The situation surrounding the pandemic is moving in the right direction, with a significant drop in the number of coronavirus patients. But will it stay this way? The government is not as yet venturing to say how things will be in September. We’ll have to wait until mid-August for that.
Thus, higher education will have to prepare for two different scenarios, Ministers De Jonge and Rutte said Friday evening during their press conference. The next day, Minister Van Engelshoven sent a letter to educational institutions.
‘Therefore, I am asking you to prepare for one situation where social distancing measures have been relaxed’, she writes, ‘and at the same time to have a fall-back scenario ready with social distancing restrictions still in place.’
Too late
This is not the kind of thing the Dutch National Student Association ISO and National student organisation LSVb were hoping to hear. ‘The whole country has been allowed to go back to the office, to go on holiday and to festivals, but students are again being kept hanging’, Lisanne de Roos, the new chairperson of ISO, says. ‘It’s unfathomable that students and institutions have to be kept in uncertainty even longer about how the upcoming academic year will be organised: 13 August is really much too late.’
The LSVb believes institutions should plan for ‘the best scenario’, new chairperson Ama Boahene says, and that means a return to physical classroom education.
They are not alone. ‘Universities of applied sciences are assuming the most optimal scenario: no more social distancing after 15 August’, Maurice Limmen, chairperson of the Netherlands Association of Universities of Applied Sciences, says. ‘We are ready to re-open our campuses completely and responsibly.’
Good news
Universities would also rather not think about restrictions. ‘It’s really good news that almost all coronavirus restrictions for higher education are being terminated’, Pieter Duisenberg, chairperson of the Association of Universities in the Netherlands, says. ‘That means that first-year students will be able to enjoy their introduction week and we can look forward to a new academic year without restrictive measures.’

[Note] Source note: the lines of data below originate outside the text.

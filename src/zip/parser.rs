//! Central directory walker producing per-entry metadata.
//!
//! ## Parsing Strategy
//!
//! ZIP files are designed to be read from the end:
//! 1. Find the End of Central Directory (EOCD) at the file's end
//! 2. If ZIP64, read the ZIP64 EOCD for large file support
//! 3. Walk the Central Directory with the byte source cursor, one
//!    [`MetadataRecord`] per file header
//!
//! All reads go through [`ByteSource`], so the parser works on borrowed
//! windows of the mapping and never copies archive data.

use anyhow::{Result, bail};

use crate::io::ByteSource;

use super::MetadataParser;
use super::extra::{Zip64Needs, decode_extra_fields};
use super::structures::*;

/// Maximum ZIP comment size allowed by the format (65535 bytes).
///
/// This limits the search area when looking for EOCD with a comment.
const MAX_COMMENT_SIZE: u64 = 65535;

/// Default [`MetadataParser`] reading the central directory of an archive.
#[derive(Debug, Clone, Copy, Default)]
pub struct ZipParser;

impl ZipParser {
    pub fn new() -> Self {
        Self
    }

    /// Find and parse the End of Central Directory record.
    ///
    /// Returns the record and its offset in the source. Archives with a
    /// trailing comment are handled by searching backwards for the signature.
    pub fn find_eocd(&self, source: &dyn ByteSource) -> Result<(EndOfCentralDirectory, u64)> {
        let size = source.len();

        // Common case first: no comment, EOCD is the last 22 bytes.
        if size >= EndOfCentralDirectory::SIZE as u64 {
            let offset = size - EndOfCentralDirectory::SIZE as u64;
            let buf = source.read_at(offset, EndOfCentralDirectory::SIZE);
            // Sources whose reads are clamped short of `len()` may return less.
            if buf.starts_with(EndOfCentralDirectory::SIGNATURE)
                && buf.get(20..22) == Some(&[0, 0][..])
            {
                return Ok((EndOfCentralDirectory::from_bytes(buf)?, offset));
            }
        }

        let search_size = (MAX_COMMENT_SIZE + EndOfCentralDirectory::SIZE as u64).min(size);
        let search_start = size - search_size;
        let buf = source.read_at(search_start, search_size as usize);

        let Some(last) = buf.len().checked_sub(EndOfCentralDirectory::SIZE) else {
            bail!("End of Central Directory not found");
        };
        for i in (0..=last).rev() {
            if &buf[i..i + 4] == EndOfCentralDirectory::SIGNATURE {
                // The comment length must account for exactly the remaining bytes.
                let comment_len = u16::from_le_bytes([buf[i + 20], buf[i + 21]]) as usize;
                if comment_len == last - i {
                    let eocd = EndOfCentralDirectory::from_bytes(
                        &buf[i..i + EndOfCentralDirectory::SIZE],
                    )?;
                    return Ok((eocd, search_start + i as u64));
                }
            }
        }

        bail!("End of Central Directory not found")
    }

    /// Read the ZIP64 End of Central Directory record via its locator, which
    /// sits immediately before the regular EOCD.
    pub fn read_zip64_eocd(&self, source: &dyn ByteSource, eocd_offset: u64) -> Result<Zip64EOCD> {
        let Some(locator_offset) = eocd_offset.checked_sub(Zip64EOCDLocator::SIZE as u64) else {
            bail!("ZIP64 locator out of range");
        };
        let locator =
            Zip64EOCDLocator::from_bytes(source.read_at(locator_offset, Zip64EOCDLocator::SIZE))?;

        Zip64EOCD::from_bytes(source.read_at(locator.eocd64_offset, Zip64EOCD::MIN_SIZE))
    }

    /// Offset of the first central directory header and the entry count.
    pub fn locate_central_directory(&self, source: &dyn ByteSource) -> Result<(u64, u64)> {
        let (eocd, eocd_offset) = self.find_eocd(source)?;

        if eocd.is_zip64() {
            let eocd64 = self.read_zip64_eocd(source, eocd_offset)?;
            Ok((eocd64.cd_offset, eocd64.total_entries))
        } else {
            Ok((eocd.cd_offset as u64, eocd.total_entries as u64))
        }
    }

    /// Parse the central directory file header at the cursor and advance
    /// the cursor past it.
    fn parse_entry(&self, source: &mut dyn ByteSource) -> Result<MetadataRecord> {
        let start = source.tell();
        let header = CentralDirectoryHeader::from_bytes(source.read_at(start, CDFH_MIN_SIZE))?;

        let name_start = start + CDFH_MIN_SIZE as u64;
        let extra_start = name_start + header.file_name_length as u64;
        let comment_start = extra_start + header.extra_field_length as u64;

        let file_name = read_exact(&*source, name_start, header.file_name_length)?;
        // Use lossy conversion to handle non-UTF8 filenames gracefully
        let file_name = String::from_utf8_lossy(file_name).to_string();
        let comment = read_exact(&*source, comment_start, header.file_comment_length)?;
        let comment = String::from_utf8_lossy(comment).to_string();

        let needs = Zip64Needs {
            uncompressed_size: header.uncompressed_size == 0xFFFFFFFF,
            compressed_size: header.compressed_size == 0xFFFFFFFF,
            lfh_offset: header.lfh_offset == 0xFFFFFFFF,
            disk_number_start: header.disk_number_start == 0xFFFF,
        };
        let extra = read_exact(&*source, extra_start, header.extra_field_length)?;
        let (extra_fields, zip64) = decode_extra_fields(extra, needs);

        let mut record = MetadataRecord {
            fields: Vec::with_capacity(16),
            extra_fields,
        };
        record.push("ZipVersionMadeBy", format_version(header.version_made_by));
        record.push(
            "ZipHostSystem",
            host_system_name((header.version_made_by >> 8) as u8),
        );
        record.push("ZipVersionNeeded", format_version(header.version_needed));
        record.push("ZipGeneralPurposeFlag", format!("0x{:04x}", header.flags));
        record.push(
            "ZipGeneralPurposeFlags",
            general_purpose_flag_names(header.flags),
        );
        record.push("ZipCompression", header.compression_method.name());
        record.push("ZipLastModified", header.last_modified());
        record.push("ZipCRC32", format!("{:08x}", header.crc32));
        record.push(
            "ZipCompressedSize",
            zip64
                .compressed_size
                .unwrap_or(header.compressed_size as u64)
                .to_string(),
        );
        record.push(
            "ZipUncompressedSize",
            zip64
                .uncompressed_size
                .unwrap_or(header.uncompressed_size as u64)
                .to_string(),
        );
        record.push(
            "ZipDiskNumberStart",
            zip64
                .disk_number_start
                .unwrap_or(header.disk_number_start as u32)
                .to_string(),
        );
        record.push(
            "ZipInternalAttributes",
            format!("0x{:04x}", header.internal_attrs),
        );
        record.push(
            "ZipExternalAttributes",
            format!("0x{:08x}", header.external_attrs),
        );
        record.push(
            "ZipRelativeOffset",
            zip64
                .lfh_offset
                .unwrap_or(header.lfh_offset as u64)
                .to_string(),
        );
        record.push(FILE_NAME_KEY, file_name);
        record.push("ZipFileComment", comment);

        source.seek(name_start + header.variable_length());
        Ok(record)
    }
}

impl MetadataParser for ZipParser {
    fn parse(&self, source: &mut dyn ByteSource) -> Result<Vec<MetadataRecord>> {
        let (cd_offset, total_entries) = match self.locate_central_directory(&*source) {
            Ok(location) => location,
            Err(err) => {
                tracing::debug!(error = %err, "no central directory");
                return Ok(Vec::new());
            }
        };

        source.seek(cd_offset);
        let mut records = Vec::with_capacity(total_entries.min(1024) as usize);

        for index in 0..total_entries {
            match self.parse_entry(source) {
                Ok(record) => records.push(record),
                Err(err) => {
                    tracing::debug!(index, error = %err, "stopping at malformed entry");
                    break;
                }
            }
        }

        tracing::debug!(entries = records.len(), declared = total_entries, "parsed central directory");
        Ok(records)
    }
}

/// Read exactly `len` bytes at `start`.
fn read_exact(source: &dyn ByteSource, start: u64, len: u16) -> Result<&[u8]> {
    if len == 0 {
        return Ok(&[]);
    }
    let bytes = source.read_at(start, len as usize);
    if bytes.len() != len as usize {
        bail!("truncated field at offset {}", start);
    }
    Ok(bytes)
}

/// "Version made by / needed" low byte as `major.minor`.
fn format_version(version: u16) -> String {
    let spec = version & 0xFF;
    format!("{}.{}", spec / 10, spec % 10)
}
use memmap2::Mmap;
use std::fs::File;
use std::io;
use std::path::{Path, PathBuf};

/// An open file and its read-only memory mapping.
///
/// The mapping is declared before the file so both are released together,
/// mapping first, when the value is dropped.
#[derive(Debug)]
pub struct MappedFile {
    map: Mmap,
    _file: File,
    path: PathBuf,
}

impl MappedFile {
    /// Open and map `path` read-only.
    pub fn open(path: &Path) -> io::Result<Self> {
        let file = File::open(path)?;
        // SAFETY: the mapping is read-only and staged input files are not
        // modified while a request is being served.
        let map = unsafe { Mmap::map(&file)? };
        tracing::trace!(path = %path.display(), size = map.len(), "mapped file");
        Ok(Self {
            map,
            _file: file,
            path: path.to_path_buf(),
        })
    }

    pub fn path(&self) -> &Path {
        &self.path
    }

    /// Byte length of the underlying file, fixed once mapped.
    pub fn size(&self) -> u64 {
        self.map.len() as u64
    }

    pub fn bytes(&self) -> &[u8] {
        &self.map
    }
}

impl Drop for MappedFile {
    fn drop(&mut self) {
        tracing::trace!(path = %self.path.display(), "released mapping");
    }
}
use clap::Parser;
use std::net::{IpAddr, SocketAddr};
use std::path::PathBuf;

use crate::logging::LogFormat;
use crate::server::ServerConfig;

#[derive(Parser, Debug)]
#[command(name = "zipmeta")]
#[command(version)]
#[command(about = "HTTP service exposing metadata of staged zip archives", long_about = None)]
#[command(after_help = "Examples:\n  \
  zipmeta                              serve /tmp/ on 0.0.0.0:7715\n  \
  zipmeta -d /srv/samples -p 8080      serve another staging directory\n  \
  curl localhost:7715/zipmeta/abc-123  fetch metadata of /tmp/abc-123")]
pub struct Cli {
    /// Address to listen on
    #[arg(long, env = "ZIPMETA_HOST", default_value = "0.0.0.0")]
    pub host: IpAddr,

    /// Port to listen on
    #[arg(short = 'p', long, env = "ZIPMETA_PORT", default_value_t = 7715)]
    pub port: u16,

    /// Directory sample identifiers are resolved against
    #[arg(
        short = 'd',
        long,
        env = "ZIPMETA_STAGING_DIR",
        value_name = "DIR",
        default_value = "/tmp/"
    )]
    pub staging_dir: PathBuf,

    /// Maximum number of archives processed concurrently
    #[arg(
        short = 'w',
        long,
        env = "ZIPMETA_WORKERS",
        default_value_t = 4,
        value_parser = clap::value_parser!(u32).range(1..)
    )]
    pub workers: u32,

    /// Return escaped error details to clients on internal errors
    #[arg(long, env = "ZIPMETA_EXPOSE_DIAGNOSTICS")]
    pub expose_diagnostics: bool,

    /// Log output format
    #[arg(long, env = "ZIPMETA_LOG_FORMAT", value_enum, default_value_t = LogFormat::Pretty)]
    pub log_format: LogFormat,

    /// Verbose logging (-vv => trace)
    #[arg(short = 'v', action = clap::ArgAction::Count)]
    pub verbose: u8,

    /// Only log errors
    #[arg(short = 'q', conflicts_with = "verbose")]
    pub quiet: bool,
}

impl Cli {
    pub fn listen_addr(&self) -> SocketAddr {
        SocketAddr::new(self.host, self.port)
    }

    pub fn server_config(&self) -> ServerConfig {
        ServerConfig {
            staging_dir: self.staging_dir.clone(),
            workers: self.workers as usize,
            expose_diagnostics: self.expose_diagnostics,
        }
    }

    /// Filter used when `RUST_LOG` is not set.
    pub fn log_filter(&self) -> &'static str {
        match (self.quiet, self.verbose) {
            (true, _) => "error",
            (false, 0) => "info",
            (false, 1) => "zipmeta=debug,info",
            (false, _) => "trace",
        }
    }
}
//! Zero-copy byte sources over memory-mapped files.
//!
//! A [`MappedFile`] owns an open file together with its read-only mapping.
//! Views hand out bounded, offset-relative windows into that mapping without
//! copying:
//!
//! - [`FileView`]: the root view, offset 0, covering the whole file. Only the
//!   root can [`derive`](FileView::derive) further views or be closed.
//! - [`SubView`]: a derived view starting `start` bytes into its parent. Its
//!   offset can be moved with [`adjust`](SubView::adjust) so sequential
//!   walkers can advance without allocating a new view.
//!
//! All views share the mapping through an `Arc`, so it is released when the
//! last view referencing it is dropped.

mod mapped;
mod view;

pub use mapped::MappedFile;
pub use view::{FileView, SubView, ViewError};

use std::ops::Range;

/// Random access capability handed to metadata parsers.
///
/// Parsers depend on this trait only, never on a concrete mapped-file type.
/// The trait is object safe so parsers can take `&mut dyn ByteSource`.
pub trait ByteSource {
    /// Number of bytes visible through this source.
    fn len(&self) -> u64;

    fn is_empty(&self) -> bool {
        self.len() == 0
    }

    /// Read the byte range `[start, stop)`, relative to this source.
    ///
    /// Bounds are clamped in this order:
    /// 1. an unset or negative `start` becomes 0
    /// 2. an unset `stop`, or one past the end, becomes `len()`
    /// 3. a `start` at or past `len()` becomes `len() - 1`
    ///
    /// so `read(Some(12), Some(15))` on a 10 byte source yields the final byte.
    fn read(&self, start: Option<i64>, stop: Option<i64>) -> &[u8];

    /// Read up to `len` bytes at `start` without the trailing-byte clamp:
    /// a `start` at or past the end yields an empty slice.
    fn read_at(&self, start: u64, len: usize) -> &[u8] {
        if start >= self.len() {
            return &[];
        }
        let start = i64::try_from(start).unwrap_or(i64::MAX);
        let stop = start.saturating_add(i64::try_from(len).unwrap_or(i64::MAX));
        self.read(Some(start), Some(stop))
    }

    /// Single byte at `index`, subject to the same clamping as [`read`](Self::read).
    fn byte_at(&self, index: i64) -> Option<u8> {
        self.read(Some(index), Some(index.saturating_add(1)))
            .first()
            .copied()
    }

    /// First position of `needle` at or after the start of this source.
    fn find(&self, needle: &[u8]) -> Option<u64>;

    fn starts_with(&self, needle: &[u8]) -> bool {
        let len = i64::try_from(needle.len()).unwrap_or(i64::MAX);
        self.read(Some(0), Some(len)) == needle
    }

    /// Move the cursor to `position`, relative to this source.
    fn seek(&mut self, position: u64);

    /// Current cursor position, relative to this source.
    fn tell(&self) -> u64;
}

/// Resolve a clamped `read` against a window of `size` bytes at `offset`
/// inside a mapping of `mapped` bytes. Returns absolute mapping bounds.
pub(crate) fn clamp_range(
    offset: u64,
    size: u64,
    mapped: usize,
    start: Option<i64>,
    stop: Option<i64>,
) -> Range<usize> {
    let size = i64::try_from(size).unwrap_or(i64::MAX);

    let mut start = match start {
        Some(s) if s >= 0 => s,
        _ => 0,
    };
    let stop = match stop {
        Some(s) if s <= size => s,
        _ => size,
    };
    if start >= size {
        start = size - 1;
    }

    // An empty window steps before its own start; a negative stop never
    // selects anything.
    if start < 0 || stop <= start {
        return 0..0;
    }

    let abs_start = offset.saturating_add(start as u64).min(mapped as u64) as usize;
    let abs_stop = offset.saturating_add(stop as u64).min(mapped as u64) as usize;
    if abs_start >= abs_stop {
        return 0..0;
    }
    abs_start..abs_stop
}

/// First position of `needle` in `data` at or after `offset`, relative to `offset`.
pub(crate) fn find_from(data: &[u8], offset: u64, needle: &[u8]) -> Option<u64> {
    let offset = usize::try_from(offset).ok()?;
    let haystack = data.get(offset..)?;
    memchr::memmem::find(haystack, needle).map(|pos| pos as u64)
}
//! Request handlers.

use axum::Json;
use axum::extract::{Path, State};
use axum::http::header;
use axum::response::{IntoResponse, Response};
use std::time::Instant;

use super::ServerState;
use super::error::error_response;

const DESCRIPTION: &str = "\
zipmeta

Gathers meta information about a zip file.

Usage: <host>:<port>/zipmeta/<sampleID>
";

pub async fn handle_root() -> impl IntoResponse {
    (
        [(header::CONTENT_TYPE, "text/plain; charset=utf-8")],
        DESCRIPTION,
    )
}

pub async fn handle_zipmeta(State(state): State<ServerState>, Path(id): Path<String>) -> Response {
    respond(state, id).await
}

/// `/zipmeta/` with an empty identifier resolves to the staging directory
/// itself, which cannot be mapped.
pub async fn handle_zipmeta_empty(State(state): State<ServerState>) -> Response {
    respond(state, String::new()).await
}

async fn respond(state: ServerState, id: String) -> Response {
    let started = Instant::now();
    let result = state.extract(id.clone()).await;
    let elapsed_ms = started.elapsed().as_millis() as u64;

    match result {
        Ok(body) => {
            tracing::info!(%id, elapsed_ms, "served metadata");
            Json(body).into_response()
        }
        Err(err) => {
            tracing::info!(%id, elapsed_ms, status = %err.status(), "request failed");
            error_response(err, state.config().expose_diagnostics)
        }
    }
}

Despite the importance of physical classroom education, universities are nonetheless pleased with online learning, at least in part. ‘Universities will be adopting the good elements of remote learning in order to make further improvements to their educational programmes’, reads one response.
They are thinking about ‘blended learning’ programmes, a mix of physical and virtual classes. They also see something in ‘offering lecturers more intensive technological and pedagogic support’ in their teaching, according to a brief statement on the website.
Albeda College
Seen in this light, online education is thus not going anywhere yet, despite all the cheering about phasing out coronavirus restrictions. How will it all play out in practice? It’s still a waiting game.
The secondary vocational school Albeda College in Rotterdam is the first to explicitly announce that even after the coronavirus crisis, some of their courses will still be offered online. ‘Covid-19 has taught us a lot; we want to avoid returning to the way it was before’, the chairperson of the College says. ‘Onward to the new normal.’